Termination payments. Section 19(1)(d)
A receipt which is an
additional payment for past services rendered is ordinary income: Carter
v Wadman (1946) 28 TC 41. However, a
payment which is characterized as damages for wrongful dismissal or as
consideration for the giving up of valuable rights of a capital nature under a
services agreement will not be ordinary income.
Where the
consideration for the surrender of rights takes the form of periodic payments
in substitution of the payments which would have been received under the
services agreement, those payments may be ordinary income under the
compensation principle. For example, in C
of T (Vic) v Phillips, (1936) 55 CLR 144 the taxpayer received payments in
consideration for agreeing to early termination of his services agreement. The
total amount of the payments was an estimate of what the taxpayer would have
earned if the agreement had not been cancelled.
Further, the amounts were paid in monthly instalments over the unexpired
period of the agreement. It was held
that the taxpayer had been fully remunerated for services rendered prior to
rendered. However, the receipts were still held to be ordinary income on the
basis that they took the character of that which they replaced, i.e. salary and
wages.
A lump sum
payment made in return for an employee’s agreement not to compete with the
employer on termination of the employment is generally characterized as capital
in character.
In Beak v
Robson [1943] AC 352, the taxpayer received a lump sum payment of
£14,000 in consideration for agreeing not to be involved for five years after
termination of his employment in any competing business within 50 miles of the
current employer’s premises.
The House of
Lords held that the payment was not a product of the taxpayer’s
employment, because even though the covenant was entered into while Robson was
still serving his current employer, the obligations under Robson’s employment
contract were “entirely separate” from those he undertook under the restrictive
covenant, and the agreement not to compete would only become operative after
Robson had ceased to render services, not during the course of his current
employment. The payment was thus
characterized as not being a reward for services rendered or to be rendered,
but for agreeing to restrict his (capital) right to perform services for others
in the future.
A similar result was
reached in Higgs v Olivier, [1951] Ch. 899 where in an endeavour to
ensure that the profitability of the recently completed film Henry V was
not prejudiced, the film company paid the star of Henry V (Sir Laurence
Olivier) a lump sum of £15,000 in return for his agreement not to act for 18
months in any other film.
The sum was held to
be non-assessable, having been paid to Olivier for giving up the right to earn
income as an actor during the specified period, and not for the performance of
any acting or other services or employment.

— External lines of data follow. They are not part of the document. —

#[cfg(test)]
mod tests {
    use super::*;
    use async_trait::async_trait;
    use std::sync::atomic::{AtomicU32, Ordering};
    use toolgrid_types::{ConditionOperator, ErrorHandling, RetryConfig};

    /// Scripted host: tool calls echo their params, `fail/*` tools fail
    /// with an upstream error a configurable number of times.
    struct ScriptedHost {
        fail_times: AtomicU32,
        calls: AtomicU32,
    }

    impl ScriptedHost {
        fn new(fail_times: u32) -> Self {
            Self {
                fail_times: AtomicU32::new(fail_times),
                calls: AtomicU32::new(0),
            }
        }
    }

    #[async_trait]
    impl StepHost for ScriptedHost {
        async fn call_tool(&self, qualified_name: &str, params: Value) -> Result<Value, HostError> {
            self.calls.fetch_add(1, Ordering::SeqCst);
            if qualified_name.starts_with("fail/") {
                let remaining = self.fail_times.load(Ordering::SeqCst);
                if remaining > 0 {
                    self.fail_times.fetch_sub(1, Ordering::SeqCst);
                    return Err(HostError::upstream("synthetic failure"));
                }
            }
            if qualified_name == "weather/current" {
                return Ok(json!({"temp": 15}));
            }
            Ok(json!({"tool": qualified_name, "params": params}))
        }

        async fn get_prompt(&self, qualified_name: &str, arguments: Value) -> Result<Value, HostError> {
            Ok(json!({"prompt": qualified_name, "arguments": arguments}))
        }

        async fn read_resource(&self, uri: &str) -> Result<Value, HostError> {
            Ok(json!({"uri": uri, "contents": "data"}))
        }

        async fn sample(&self, request: SamplingRequest) -> Result<crate::host::SamplingResponse, HostError> {
            Ok(crate::host::SamplingResponse {
                content: format!("echo: {}", request.prompt),
                model: request.model_name,
                tokens_used: Some(12),
            })
        }
    }

    fn engine(host: ScriptedHost) -> WorkflowEngine {
        WorkflowEngine::new(EngineConfig::default(), Arc::new(host))
    }

    fn tool_step(name: &str, config: Value) -> Step {
        Step {
            name: name.to_string(),
            step_type: StepType::Tool,
            config,
            on_error: None,
            retry_config: None,
            condition: None,
        }
    }

    fn definition(steps: Vec<Step>) -> WorkflowDefinition {
        WorkflowDefinition {
            name: "test".to_string(),
            description: None,
            steps,
            error_handling: ErrorHandling::default(),
            timeout_ms: None,
        }
    }

    #[tokio::test]
    async fn templated_params_and_json_auto_parse_flow_between_steps() {
        let engine = engine(ScriptedHost::new(0));
        let def = definition(vec![
            tool_step(
                "fetch",
                json!({"tool": "weather/current", "params": {"city": "{{ input.city }}"}}),
            ),
            Step {
                name: "report".to_string(),
                step_type: StepType::Prompt,
                config: json!({"prompt": "summary/daily", "arguments": {"data": "{{ steps.fetch.output }}"}}),
                on_error: None,
                retry_config: None,
                condition: None,
            },
        ]);

        let report = engine
            .execute(
                &def,
                json!({"city": "Paris"}),
                BTreeMap::new(),
                CancellationToken::new(),
                &NoopObserver,
            )
            .await;

        assert_eq!(report.status, ExecutionStatus::Completed);
        let output = report.output.unwrap();
        // the rendered template JSON-parses back into an object
        assert_eq!(output["report"]["arguments"]["data"], json!({"temp": 15}));
    }

    #[tokio::test]
    async fn retry_runs_up_to_max_attempts() {
        let host = ScriptedHost::new(2);
        let engine = engine(host);
        let def = definition(vec![Step {
            name: "flaky".to_string(),
            step_type: StepType::Tool,
            config: json!({"tool": "fail/now", "params": {}}),
            on_error: Some(StepErrorAction::Retry),
            retry_config: Some(RetryConfig {
                max_attempts: 3,
                backoff_ms: 1,
                multiplier: 1.0,
            }),
            condition: None,
        }]);

        let report = engine
            .execute(
                &def,
                json!({}),
                BTreeMap::new(),
                CancellationToken::new(),
                &NoopObserver,
            )
            .await;

        assert_eq!(report.status, ExecutionStatus::Completed);
        assert_eq!(report.steps[0].retry_count, 2);
    }

    #[tokio::test]
    async fn single_attempt_when_max_attempts_is_one() {
        let host = ScriptedHost::new(5);
        let engine = engine(host);
        let def = definition(vec![Step {
            name: "flaky".to_string(),
            step_type: StepType::Tool,
            config: json!({"tool": "fail/now", "params": {}}),
            on_error: Some(StepErrorAction::Retry),
            retry_config: Some(RetryConfig {
                max_attempts: 1,
                backoff_ms: 1,
                multiplier: 1.0,
            }),
            condition: None,
        }]);

        let report = engine
            .execute(
                &def,
                json!({}),
                BTreeMap::new(),
                CancellationToken::new(),
                &NoopObserver,
            )
            .await;

        assert_eq!(report.status, ExecutionStatus::Failed);
        assert_eq!(report.steps[0].retry_count, 0);
    }

    #[tokio::test]
    async fn on_error_continue_keeps_going() {
        let host = ScriptedHost::new(10);
        let engine = engine(host);
        let def = definition(vec![
            Step {
                name: "flaky".to_string(),
                step_type: StepType::Tool,
                config: json!({"tool": "fail/now", "params": {}}),
                on_error: Some(StepErrorAction::Continue),
                retry_config: None,
                condition: None,
            },
            tool_step("after", json!({"tool": "echo/ok", "params": {}})),
        ]);

        let report = engine
            .execute(
                &def,
                json!({}),
                BTreeMap::new(),
                CancellationToken::new(),
                &NoopObserver,
            )
            .await;

        assert_eq!(report.status, ExecutionStatus::Completed);
        assert_eq!(report.steps[0].status, StepStatus::Failed);
        assert_eq!(report.steps[1].status, StepStatus::Completed);
    }

    #[tokio::test]
    async fn parallel_gathers_outputs_by_name() {
        let engine = engine(ScriptedHost::new(0));
        let def = definition(vec![Step {
            name: "fanout".to_string(),
            step_type: StepType::Parallel,
            config: json!({"steps": [
                {"name": "a", "type": "tool", "config": {"tool": "echo/a", "params": {}}},
                {"name": "b", "type": "tool", "config": {"tool": "echo/b", "params": {}}}
            ]}),
            on_error: None,
            retry_config: None,
            condition: None,
        }]);

        let report = engine
            .execute(
                &def,
                json!({}),
                BTreeMap::new(),
                CancellationToken::new(),
                &NoopObserver,
            )
            .await;

        assert_eq!(report.status, ExecutionStatus::Completed);
        let output = report.steps[0].output.as_ref().unwrap();
        assert_eq!(output["a"]["tool"], "echo/a");
        assert_eq!(output["b"]["tool"], "echo/b");
    }

    #[tokio::test]
    async fn parallel_fails_when_any_child_fails() {
        let host = ScriptedHost::new(10);
        let engine = engine(host);
        let def = definition(vec![Step {
            name: "fanout".to_string(),
            step_type: StepType::Parallel,
            config: json!({"steps": [
                {"name": "ok", "type": "tool", "config": {"tool": "echo/a", "params": {}}},
                {"name": "bad", "type": "tool", "config": {"tool": "fail/now", "params": {}}}
            ]}),
            on_error: None,
            retry_config: None,
            condition: None,
        }]);

        let report = engine
            .execute(
                &def,
                json!({}),
                BTreeMap::new(),
                CancellationToken::new(),
                &NoopObserver,
            )
            .await;

        assert_eq!(report.status, ExecutionStatus::Failed);
    }

    #[tokio::test]
    async fn condition_step_picks_branch_and_exposes_outputs() {
        let engine = engine(ScriptedHost::new(0));
        let def = definition(vec![
            tool_step(
                "fetch",
                json!({"tool": "weather/current", "params": {}}),
            ),
            Step {
                name: "decide".to_string(),
                step_type: StepType::Condition,
                config: json!({
                    "condition": {"operator": "gt", "path": "steps.fetch.output.temp", "value": 10},
                    "then": [{"name": "warm", "type": "tool", "config": {"tool": "echo/warm", "params": {}}}],
                    "else": [{"name": "cold", "type": "tool", "config": {"tool": "echo/cold", "params": {}}}]
                }),
                on_error: None,
                retry_config: None,
                condition: None,
            },
            tool_step(
                "after",
                json!({"tool": "echo/after", "params": {"prev": "{{ steps.warm.output.tool }}"}}),
            ),
        ]);

        let report = engine
            .execute(
                &def,
                json!({}),
                BTreeMap::new(),
                CancellationToken::new(),
                &NoopObserver,
            )
            .await;

        assert_eq!(report.status, ExecutionStatus::Completed);
        assert_eq!(report.steps[1].output.as_ref().unwrap()["branch"], "then");
        // branch outputs are visible to later steps
        let output = report.output.unwrap();
        assert_eq!(output["after"]["params"]["prev"], "echo/warm");
    }

    #[tokio::test]
    async fn step_condition_guard_skips() {
        let engine = engine(ScriptedHost::new(0));
        let def = definition(vec![Step {
            name: "guarded".to_string(),
            step_type: StepType::Tool,
            config: json!({"tool": "echo/never", "params": {}}),
            on_error: None,
            retry_config: None,
            condition: Some(Condition {
                operator: ConditionOperator::Exists,
                path: "input.missing".to_string(),
                value: None,
            }),
        }]);

        let report = engine
            .execute(
                &def,
                json!({}),
                BTreeMap::new(),
                CancellationToken::new(),
                &NoopObserver,
            )
            .await;

        assert_eq!(report.status, ExecutionStatus::Completed);
        assert_eq!(report.steps[0].status, StepStatus::Skipped);
    }

    #[tokio::test]
    async fn timeout_fails_the_execution() {
        struct SlowHost;

        #[async_trait]
        impl StepHost for SlowHost {
            async fn call_tool(&self, _: &str, _: Value) -> Result<Value, HostError> {
                tokio::time::sleep(Duration::from_secs(5)).await;
                Ok(json!({}))
            }
            async fn get_prompt(&self, _: &str, _: Value) -> Result<Value, HostError> {
                unreachable!()
            }
            async fn read_resource(&self, _: &str) -> Result<Value, HostError> {
                unreachable!()
            }
            async fn sample(
                &self,
                _: SamplingRequest,
            ) -> Result<crate::host::SamplingResponse, HostError> {
                unreachable!()
            }
        }

        let engine = WorkflowEngine::new(EngineConfig::default(), Arc::new(SlowHost));
        let mut def = definition(vec![tool_step("slow", json!({"tool": "slow/slow", "params": {}}))]);
        def.timeout_ms = Some(50);

        let cancel = CancellationToken::new();
        let report = engine
            .execute(&def, json!({}), BTreeMap::new(), cancel.clone(), &NoopObserver)
            .await;

        assert_eq!(report.status, ExecutionStatus::Failed);
        assert_eq!(report.error.as_deref(), Some("timeout"));
        assert!(cancel.is_cancelled());
    }

    #[tokio::test]
    async fn sampling_step_records_model_tokens() {
        let engine = engine(ScriptedHost::new(0));
        let def = definition(vec![Step {
            name: "summarize".to_string(),
            step_type: StepType::Sampling,
            config: json!({"prompt": "hello {{ input.name }}", "modelName": "gpt-4o"}),
            on_error: None,
            retry_config: None,
            condition: None,
        }]);

        let report = engine
            .execute(
                &def,
                json!({"name": "world"}),
                BTreeMap::new(),
                CancellationToken::new(),
                &NoopObserver,
            )
            .await;

        assert_eq!(report.status, ExecutionStatus::Completed);
        assert_eq!(report.steps[0].cost.tokens_used, 12);
        assert!(report.steps[0].cost.cost_credits > 0.0);
        let output = report.steps[0].output.as_ref().unwrap();
        assert_eq!(output["content"], "echo: hello world");
    }

    #[tokio::test]
    async fn duplicate_step_names_rejected() {
        let engine = engine(ScriptedHost::new(0));
        let def = definition(vec![
            tool_step("same", json!({"tool": "echo/1", "params": {}})),
            tool_step("same", json!({"tool": "echo/2", "params": {}})),
        ]);

        let report = engine
            .execute(
                &def,
                json!({}),
                BTreeMap::new(),
                CancellationToken::new(),
                &NoopObserver,
            )
            .await;

        assert_eq!(report.status, ExecutionStatus::Failed);
        assert!(report.error.unwrap().contains("Duplicate step name"));
    }
}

The right to earn income was characterized as capital in nature.
There are some
circumstances where a payment for a restrictive covenant may satisfy the nexus
test and be taxed as ordinary income, namely where:
(i). The restriction is to operate during the
currency of the existing employment, or is really only payment in advance for
services to be rendered. See Riley v Coglan [1968] 1 ALL ER 314.
(ii). The covenant is a normal incident of a
particular employment (for example, restrictive covenants entered into by
professional footballers on joining a particular club), or
(ii). In really, there is not significant
restriction on the recipients freedom of activity.
Benefits
We have looked
at the standard broad definition of gross income under Section 17. Section 17 specifically includes in gross
income employment income and business income of people providing independent
personal services. Both of these may be
referred to as ‘’compensation for services’’.
Such compensation may take the form of property as well as cash (S.
19(1)(b) and it can be indirectly as well as directly paid (S. 58). The provision is apparently broad enough to
include in taxable income any economic or financial benefit conferred on the
employee as compensation, whatever form or mode by which it is effected.
Legally then,
the form of payment does not matter.
Payment in shillings, property or right to use property is gross
income. Would this be true for all
benefits? For example, employer has an
electric kettle and employees are allowed to quench their thirst and cool their
hunger by taking a cup of coffee or tea as they want. Technically, each cup consumed is gross
income. In real life, it is impossible
to report or enforce each cup of tea or coffee as gross income. The same is applicable to a copy typist using
a company computer to type a personal letter or type a student’s final
dissertation. These benefits are small
or de minimis and are no big deal anyway.
But what about travel passes to airline stewards or courtesy discounts
to shop attendants?
All the above
items are usually referred to as benefits.
These benefits are an added favour or service given with the job,
besides wages, salary or similar compensation.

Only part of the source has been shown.